A dear friend of mine had a similar problem recently with a Hotmail account and was unable to get any help from so-called "customer support". As has been correctly said above, it's the price paid for a free e-mail account.

Gabe
May 11, 2010 1:38 PM

I feel if you're account has been compromised and you decide to change the password, you must also look deeper into your profile settings and see if any FORWARDING is being done. Gmail, for example has an option to forward any account activity on to another account. If the hacker is really using your account, they'll probably put a forward address in that setting if it's available. Therefore, the password you just changed has been forwarded on to the account that's in this forward setting.

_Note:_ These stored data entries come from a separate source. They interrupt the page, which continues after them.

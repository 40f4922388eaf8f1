//! Skeleton topology
//!
//! Bones are stored in index order with parents always preceding their
//! children. Forward kinematics relies on that ordering, so it is checked
//! once here and never again at solve time.

use hashbrown::HashMap;

/// Errors raised while building a [`Skeleton`]
#[derive(Debug, Clone, PartialEq, Eq, thiserror::Error)]
pub enum SkeletonError {
    #[error("Bone name and parent arrays differ in length ({names} names, {parents} parents)")]
    LengthMismatch { names: usize, parents: usize },

    #[error("Duplicate bone name '{0}'")]
    DuplicateBone(String),

    #[error("Bone '{name}' (index {index}) has parent index {parent}, parents must precede children")]
    ParentAfterChild {
        name: String,
        index: usize,
        parent: usize,
    },
}

/// Bone hierarchy: names, parent links and a name lookup
#[derive(Debug, Clone, Default)]
pub struct Skeleton {
    bone_names: Vec<String>,
    parent_indices: Vec<Option<usize>>,
    name_lookup: HashMap<String, usize>,
}

impl Skeleton {
    /// Build a skeleton from parallel name and parent arrays.
    ///
    /// Every parent index must be strictly less than its child's index. This
    /// also rules out cycles.
    pub fn new(
        bone_names: Vec<String>,
        parent_indices: Vec<Option<usize>>,
    ) -> Result<Self, SkeletonError> {
        if bone_names.len() != parent_indices.len() {
            return Err(SkeletonError::LengthMismatch {
                names: bone_names.len(),
                parents: parent_indices.len(),
            });
        }

        let mut name_lookup = HashMap::with_capacity(bone_names.len());
        for (index, name) in bone_names.iter().enumerate() {
            if name_lookup.insert(name.clone(), index).is_some() {
                return Err(SkeletonError::DuplicateBone(name.clone()));
            }
            if let Some(parent) = parent_indices[index]
                && parent >= index
            {
                return Err(SkeletonError::ParentAfterChild {
                    name: name.clone(),
                    index,
                    parent,
                });
            }
        }

        Ok(Self {
            bone_names,
            parent_indices,
            name_lookup,
        })
    }

    /// Number of bones
    pub fn len(&self) -> usize {
        self.bone_names.len()
    }

    pub fn is_empty(&self) -> bool {
        self.bone_names.is_empty()
    }

    pub fn bone_names(&self) -> &[String] {
        &self.bone_names
    }

    pub fn bone_name(&self, index: usize) -> Option<&str> {
        self.bone_names.get(index).map(String::as_str)
    }

    pub fn parent_indices(&self) -> &[Option<usize>] {
        &self.parent_indices
    }

    pub fn parent(&self, index: usize) -> Option<usize> {
        self.parent_indices.get(index).copied().flatten()
    }

    /// Index of the bone called `name`, if any
    pub fn bone_index(&self, name: &str) -> Option<usize> {
        self.name_lookup.get(name).copied()
    }
}

/// Ancestor count for every bone (roots are depth 0)
///
/// Walks each bone's parent chain to its root. The parent array must be
/// acyclic; [`Skeleton::new`] guarantees this.
pub fn compute_bone_depths(parent_indices: &[Option<usize>]) -> Vec<usize> {
    parent_indices
        .iter()
        .map(|&parent| {
            let mut depth = 0;
            let mut current = parent;
            while let Some(index) = current {
                depth += 1;
                current = parent_indices[index];
            }
            depth
        })
        .collect()
}

#[cfg(test)]
mod tests {
    use super::*;

    fn names(list: &[&str]) -> Vec<String> {
        list.iter().map(|s| s.to_string()).collect()
    }

    #[test]
    fn test_skeleton_lookup() {
        let skeleton = Skeleton::new(
            names(&["root", "hip", "foot"]),
            vec![None, Some(0), Some(1)],
        )
        .unwrap();

        assert_eq!(skeleton.len(), 3);
        assert_eq!(skeleton.bone_index("hip"), Some(1));
        assert_eq!(skeleton.bone_index("hand"), None);
        assert_eq!(skeleton.bone_name(2), Some("foot"));
        assert_eq!(skeleton.parent(0), None);
        assert_eq!(skeleton.parent(2), Some(1));
        assert_eq!(skeleton.parent(99), None);
    }

    #[test]
    fn test_skeleton_rejects_parent_after_child() {
        let err = Skeleton::new(names(&["a", "b"]), vec![Some(1), None]).unwrap_err();
        assert_eq!(
            err,
            SkeletonError::ParentAfterChild {
                name: "a".to_string(),
                index: 0,
                parent: 1,
            }
        );
    }

    #[test]
    fn test_skeleton_rejects_self_parent() {
        let err = Skeleton::new(names(&["a"]), vec![Some(0)]).unwrap_err();
        assert!(matches!(err, SkeletonError::ParentAfterChild { index: 0, .. }));
    }

    #[test]
    fn test_skeleton_rejects_duplicate_names() {
        let err = Skeleton::new(names(&["a", "a"]), vec![None, Some(0)]).unwrap_err();
        assert_eq!(err, SkeletonError::DuplicateBone("a".to_string()));
    }

    #[test]
    fn test_skeleton_rejects_length_mismatch() {
        let err = Skeleton::new(names(&["a", "b"]), vec![None]).unwrap_err();
        assert_eq!(err, SkeletonError::LengthMismatch { names: 2, parents: 1 });
    }

    #[test]
    fn test_depths_chain() {
        let depths = compute_bone_depths(&[None, Some(0), Some(1), Some(2)]);
        assert_eq!(depths, vec![0, 1, 2, 3]);
    }

    #[test]
    fn test_depths_branching_and_multiple_roots() {
        // 0 root, 1 and 2 children of 0, 3 child of 2, 4 a second root, 5 child of 4
        let parents = [None, Some(0), Some(0), Some(2), None, Some(4)];
        let depths = compute_bone_depths(&parents);
        assert_eq!(depths, vec![0, 1, 1, 2, 0, 1]);

        for (index, parent) in parents.iter().enumerate() {
            match parent {
                None => assert_eq!(depths[index], 0),
                Some(p) => assert_eq!(depths[index], depths[*p] + 1),
            }
        }
    }

    #[test]
    fn test_depths_empty() {
        assert!(compute_bone_depths(&[]).is_empty());
    }
}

Absolutely. I address that in this article: Is changing my password enough?. (Hint: no.)
Leo
14-May-2010

Richard Scotte
July 4, 2010 12:05 AM

I received such an email with a tale of woe and asking for money supposedly from a dear friend on a trip to London UK. I wrote back asking for an address to where I should send the money and back it came. Meanwhile I had phoned my friend and found she had not left Canada. I then located the Brit fraud squad address and sent them copies of the emails and the mailing address the con artist had sent to me. I did not get any response from the British bobbies so I don't know what the outcome was.I picked up the ruse because of the wording in the fake email - it did not sound like my friend's writing. So the outcome was OK for me.I don't know if anyone else got stung by this scammeer

zorro
October 23, 2010 1:51 PM

A couple of other variants that I've seen happen:

1) Intruder changes the password, then changes alternate contact address to something he controls. Thus, if the service does a password reset by sending email to the alternate address, then the message gets sent to the intruder and not to the owner of the account.

2) Intruder sets an auto-response message, where all inbound messages sent to the victim's account get another spam message.

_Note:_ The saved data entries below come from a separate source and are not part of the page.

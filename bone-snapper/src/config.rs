//! Rig description files (TOML)
//!
//! A rig file lists bones parent-first with their local rest transforms, plus
//! the bone snapper configuration:
//!
//! ```toml
//! [[bones]]
//! name = "root"
//!
//! [[bones]]
//! name = "hip"
//! parent = "root"
//! translation = [0.0, 0.0, 90.0]
//!
//! [solver]
//! root_snap_bone = "hip"
//! in_place = false
//!
//! [[solver.settings]]
//! source = "hip"
//! destination = "foot"
//! channels = ["translation"]
//! offset = { translation = [0.0, 0.0, 5.0] }
//! ```

use std::path::{Path, PathBuf};

use glam::{Quat, Vec3};
use hashbrown::HashSet;
use serde::{Deserialize, Serialize};

use crate::pose::Pose;
use crate::rig::RigSolver;
use crate::settings::{SnapChannel, SnapSetting};
use crate::skeleton::{Skeleton, SkeletonError};
use crate::solver::BoneSnapperSolver;
use crate::transform::Transform;

/// Errors raised while loading a rig description
#[derive(Debug, thiserror::Error)]
pub enum ConfigError {
    #[error("Failed to read rig file {path:?}: {source}")]
    Io {
        path: PathBuf,
        #[source]
        source: std::io::Error,
    },

    #[error("Failed to parse rig description: {0}")]
    Parse(#[from] toml::de::Error),

    #[error("Bone '{bone}' references unknown parent '{parent}'")]
    UnknownParent { bone: String, parent: String },

    #[error("Bone '{bone}' is declared before its parent '{parent}'")]
    ParentDeclaredAfterChild { bone: String, parent: String },

    #[error("More than one snap setting for source bone '{0}'")]
    DuplicateSetting(String),

    #[error(transparent)]
    Skeleton(#[from] SkeletonError),
}

/// Transform as plain arrays
///
/// Rotation is a quaternion `[x, y, z, w]`.
#[derive(Debug, Clone, Copy, PartialEq, Serialize, Deserialize)]
pub struct TransformDesc {
    #[serde(default)]
    pub translation: [f32; 3],
    #[serde(default = "default_rotation")]
    pub rotation: [f32; 4],
    #[serde(default = "default_scale")]
    pub scale: [f32; 3],
}

fn default_rotation() -> [f32; 4] {
    [0.0, 0.0, 0.0, 1.0]
}

fn default_scale() -> [f32; 3] {
    [1.0, 1.0, 1.0]
}

fn default_channels() -> Vec<SnapChannel> {
    SnapChannel::ALL.to_vec()
}

impl Default for TransformDesc {
    fn default() -> Self {
        Self {
            translation: [0.0; 3],
            rotation: default_rotation(),
            scale: default_scale(),
        }
    }
}

impl From<TransformDesc> for Transform {
    fn from(desc: TransformDesc) -> Self {
        Transform::new(
            Vec3::from_array(desc.translation),
            Quat::from_array(desc.rotation),
            Vec3::from_array(desc.scale),
        )
        .normalized()
    }
}

impl From<Transform> for TransformDesc {
    fn from(transform: Transform) -> Self {
        Self {
            translation: transform.translation.to_array(),
            rotation: transform.rotation.to_array(),
            scale: transform.scale.to_array(),
        }
    }
}

#[derive(Debug, Clone, Serialize, Deserialize)]
pub struct BoneDesc {
    pub name: String,
    /// Omitted for root bones
    #[serde(default, skip_serializing_if = "Option::is_none")]
    pub parent: Option<String>,
    /// Local rest transform
    #[serde(flatten)]
    pub transform: TransformDesc,
}

#[derive(Debug, Clone, Serialize, Deserialize)]
pub struct SettingDesc {
    pub source: String,
    #[serde(default)]
    pub destination: String,
    #[serde(default = "default_channels")]
    pub channels: Vec<SnapChannel>,
    #[serde(default)]
    pub offset: TransformDesc,
}

#[derive(Debug, Clone, Default, Serialize, Deserialize)]
pub struct SolverDesc {
    #[serde(default)]
    pub root_snap_bone: Option<String>,
    #[serde(default)]
    pub in_place: bool,
    #[serde(default)]
    pub settings: Vec<SettingDesc>,
}

/// Parsed rig description
#[derive(Debug, Clone, Serialize, Deserialize)]
pub struct RigConfig {
    pub bones: Vec<BoneDesc>,
    #[serde(default)]
    pub solver: SolverDesc,
}

/// Skeleton, rest pose and an initialized solver built from a [`RigConfig`]
#[derive(Debug, Clone)]
pub struct Rig {
    pub skeleton: Skeleton,
    pub rest_pose: Pose,
    pub solver: BoneSnapperSolver,
}

impl RigConfig {
    pub fn from_toml_str(content: &str) -> Result<Self, ConfigError> {
        Ok(toml::from_str(content)?)
    }

    /// Build the skeleton from the bone list, parents first
    pub fn skeleton(&self) -> Result<Skeleton, ConfigError> {
        let mut names = Vec::with_capacity(self.bones.len());
        let mut parents = Vec::with_capacity(self.bones.len());

        for bone in &self.bones {
            let parent = match bone.parent.as_deref() {
                None | Some("") => None,
                Some(parent) => Some(self.parent_index(&names, &bone.name, parent)?),
            };
            names.push(bone.name.clone());
            parents.push(parent);
        }

        Ok(Skeleton::new(names, parents)?)
    }

    fn parent_index(
        &self,
        declared: &[String],
        bone: &str,
        parent: &str,
    ) -> Result<usize, ConfigError> {
        if let Some(index) = declared.iter().position(|name| name == parent) {
            return Ok(index);
        }
        let err = if self.bones.iter().any(|b| b.name == parent) {
            ConfigError::ParentDeclaredAfterChild {
                bone: bone.to_string(),
                parent: parent.to_string(),
            }
        } else {
            ConfigError::UnknownParent {
                bone: bone.to_string(),
                parent: parent.to_string(),
            }
        };
        Err(err)
    }

    /// Snap settings in file order
    pub fn snap_settings(&self) -> Result<Vec<SnapSetting>, ConfigError> {
        let mut seen = HashSet::new();
        self.solver
            .settings
            .iter()
            .map(|desc| {
                if !seen.insert(desc.source.as_str()) {
                    return Err(ConfigError::DuplicateSetting(desc.source.clone()));
                }
                Ok(SnapSetting::new(desc.source.clone())
                    .with_destination(desc.destination.clone())
                    .with_channels(desc.channels.iter().copied().collect())
                    .with_offset(desc.offset.into()))
            })
            .collect()
    }

    /// Build skeleton, rest pose and a solver already bound to the skeleton
    pub fn build(&self) -> Result<Rig, ConfigError> {
        let skeleton = self.skeleton()?;
        let rest_pose = Pose::from_local(
            &skeleton,
            self.bones.iter().map(|b| b.transform.into()).collect(),
        );

        let mut solver = BoneSnapperSolver::new();
        solver.set_root_snap_bone(self.solver.root_snap_bone.clone());
        solver.set_in_place(self.solver.in_place);
        for setting in self.snap_settings()? {
            solver.insert_setting(setting);
        }
        solver.initialize(&skeleton);

        Ok(Rig {
            skeleton,
            rest_pose,
            solver,
        })
    }
}

/// Load a rig description from disk
pub fn load_rig(path: &Path) -> Result<RigConfig, ConfigError> {
    let content = std::fs::read_to_string(path).map_err(|source| ConfigError::Io {
        path: path.to_path_buf(),
        source,
    })?;
    RigConfig::from_toml_str(&content)
}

Point #1 is why this article exsits: Is changing my password enough? (Short answer: no.)
Leo
24-Oct-2010

ladybugs064
November 22, 2010 1:13 PM

I am presently trying to deal with the Hotmail people with regards to our hotmail account being compromised. Our account has been scammed to our contacts with the message of my husband being held up in Spain, requesting 2500 Euros, please send money to satisfy the hotel bill. I am presently feeling that the scammer has got more rights than me as I am having one hec of a time trying to regain access to close it down. I need to gain access to close it but they will not give me access until I validate all the information which I am not 100% sure of and can only go my memory. What a nightmare! A lesson well learned. I would never rely on any free accounts for business. I have presently set up a new account to communicate with them. Yes, I have a thread going back and forth with them but the confidence is just not there that I will get my problem resolved.

Danny
December 7, 2010 10:44 AM

Call up your friends and tell them the situation and they should email all their contacts. It's probably that you both have many contacts in common.

Do the same on you social network accounts.